→ TASK TO CARRY OUT: Show, from the entries below, every line in which "platforms" appears.

Collected data entries:
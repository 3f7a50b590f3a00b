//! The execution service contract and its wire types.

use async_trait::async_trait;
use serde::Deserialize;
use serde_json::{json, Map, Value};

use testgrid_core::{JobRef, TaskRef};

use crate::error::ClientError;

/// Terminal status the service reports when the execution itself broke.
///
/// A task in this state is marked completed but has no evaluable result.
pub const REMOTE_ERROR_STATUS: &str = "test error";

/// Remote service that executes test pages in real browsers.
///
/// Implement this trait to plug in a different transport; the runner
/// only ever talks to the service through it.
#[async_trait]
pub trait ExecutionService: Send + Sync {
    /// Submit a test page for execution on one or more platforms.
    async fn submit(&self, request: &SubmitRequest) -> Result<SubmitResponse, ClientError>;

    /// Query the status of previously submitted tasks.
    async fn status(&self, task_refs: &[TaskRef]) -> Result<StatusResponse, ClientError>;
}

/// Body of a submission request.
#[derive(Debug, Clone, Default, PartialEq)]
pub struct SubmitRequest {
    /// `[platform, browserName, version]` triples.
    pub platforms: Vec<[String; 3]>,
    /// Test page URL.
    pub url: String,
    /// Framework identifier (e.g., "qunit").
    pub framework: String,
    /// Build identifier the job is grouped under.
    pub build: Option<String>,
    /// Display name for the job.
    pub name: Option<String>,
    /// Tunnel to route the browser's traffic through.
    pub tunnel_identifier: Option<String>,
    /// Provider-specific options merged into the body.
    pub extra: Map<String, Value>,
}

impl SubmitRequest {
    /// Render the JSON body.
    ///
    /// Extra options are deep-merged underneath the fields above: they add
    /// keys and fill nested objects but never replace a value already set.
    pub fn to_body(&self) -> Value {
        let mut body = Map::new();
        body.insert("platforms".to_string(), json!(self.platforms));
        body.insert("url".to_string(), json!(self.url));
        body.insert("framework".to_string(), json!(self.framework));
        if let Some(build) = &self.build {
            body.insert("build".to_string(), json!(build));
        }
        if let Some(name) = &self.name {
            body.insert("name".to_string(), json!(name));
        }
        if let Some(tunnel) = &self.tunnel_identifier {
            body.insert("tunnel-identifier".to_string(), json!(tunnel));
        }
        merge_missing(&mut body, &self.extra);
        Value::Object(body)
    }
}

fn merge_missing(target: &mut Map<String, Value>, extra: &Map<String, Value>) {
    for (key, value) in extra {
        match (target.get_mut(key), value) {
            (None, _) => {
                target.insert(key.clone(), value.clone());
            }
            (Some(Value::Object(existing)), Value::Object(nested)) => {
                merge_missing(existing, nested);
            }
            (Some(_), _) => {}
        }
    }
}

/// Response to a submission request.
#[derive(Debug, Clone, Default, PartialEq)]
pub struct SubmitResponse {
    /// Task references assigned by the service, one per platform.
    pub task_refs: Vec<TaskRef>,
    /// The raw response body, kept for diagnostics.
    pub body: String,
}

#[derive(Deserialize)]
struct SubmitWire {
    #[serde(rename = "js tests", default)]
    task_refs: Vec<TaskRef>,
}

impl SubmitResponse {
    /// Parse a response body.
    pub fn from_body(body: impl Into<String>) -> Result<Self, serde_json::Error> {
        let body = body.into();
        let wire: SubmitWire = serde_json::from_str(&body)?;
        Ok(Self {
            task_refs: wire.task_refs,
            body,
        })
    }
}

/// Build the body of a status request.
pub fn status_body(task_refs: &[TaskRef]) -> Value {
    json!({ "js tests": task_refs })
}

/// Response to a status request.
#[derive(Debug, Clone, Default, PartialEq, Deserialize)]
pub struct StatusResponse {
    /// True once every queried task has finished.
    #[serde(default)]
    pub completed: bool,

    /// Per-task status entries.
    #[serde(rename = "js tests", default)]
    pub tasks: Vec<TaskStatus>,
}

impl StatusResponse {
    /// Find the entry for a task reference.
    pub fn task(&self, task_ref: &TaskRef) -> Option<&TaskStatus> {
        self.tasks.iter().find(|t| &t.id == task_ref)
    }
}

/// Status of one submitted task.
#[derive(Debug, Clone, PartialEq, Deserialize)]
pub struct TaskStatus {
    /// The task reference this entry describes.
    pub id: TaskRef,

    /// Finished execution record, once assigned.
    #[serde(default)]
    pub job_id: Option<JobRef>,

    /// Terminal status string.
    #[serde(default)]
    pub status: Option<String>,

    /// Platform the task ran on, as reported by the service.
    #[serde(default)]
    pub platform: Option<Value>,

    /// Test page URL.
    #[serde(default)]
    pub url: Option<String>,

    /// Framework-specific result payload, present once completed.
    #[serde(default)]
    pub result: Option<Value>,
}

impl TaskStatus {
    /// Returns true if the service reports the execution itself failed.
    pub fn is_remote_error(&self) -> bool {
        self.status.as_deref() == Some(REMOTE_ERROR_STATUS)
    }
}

→ ANSWER FOR THIS EXERCISE:
    /// Submit a test page for execution on one or more platforms.
    pub platforms: Vec<[String; 3]>,
        body.insert("platforms".to_string(), json!(self.platforms));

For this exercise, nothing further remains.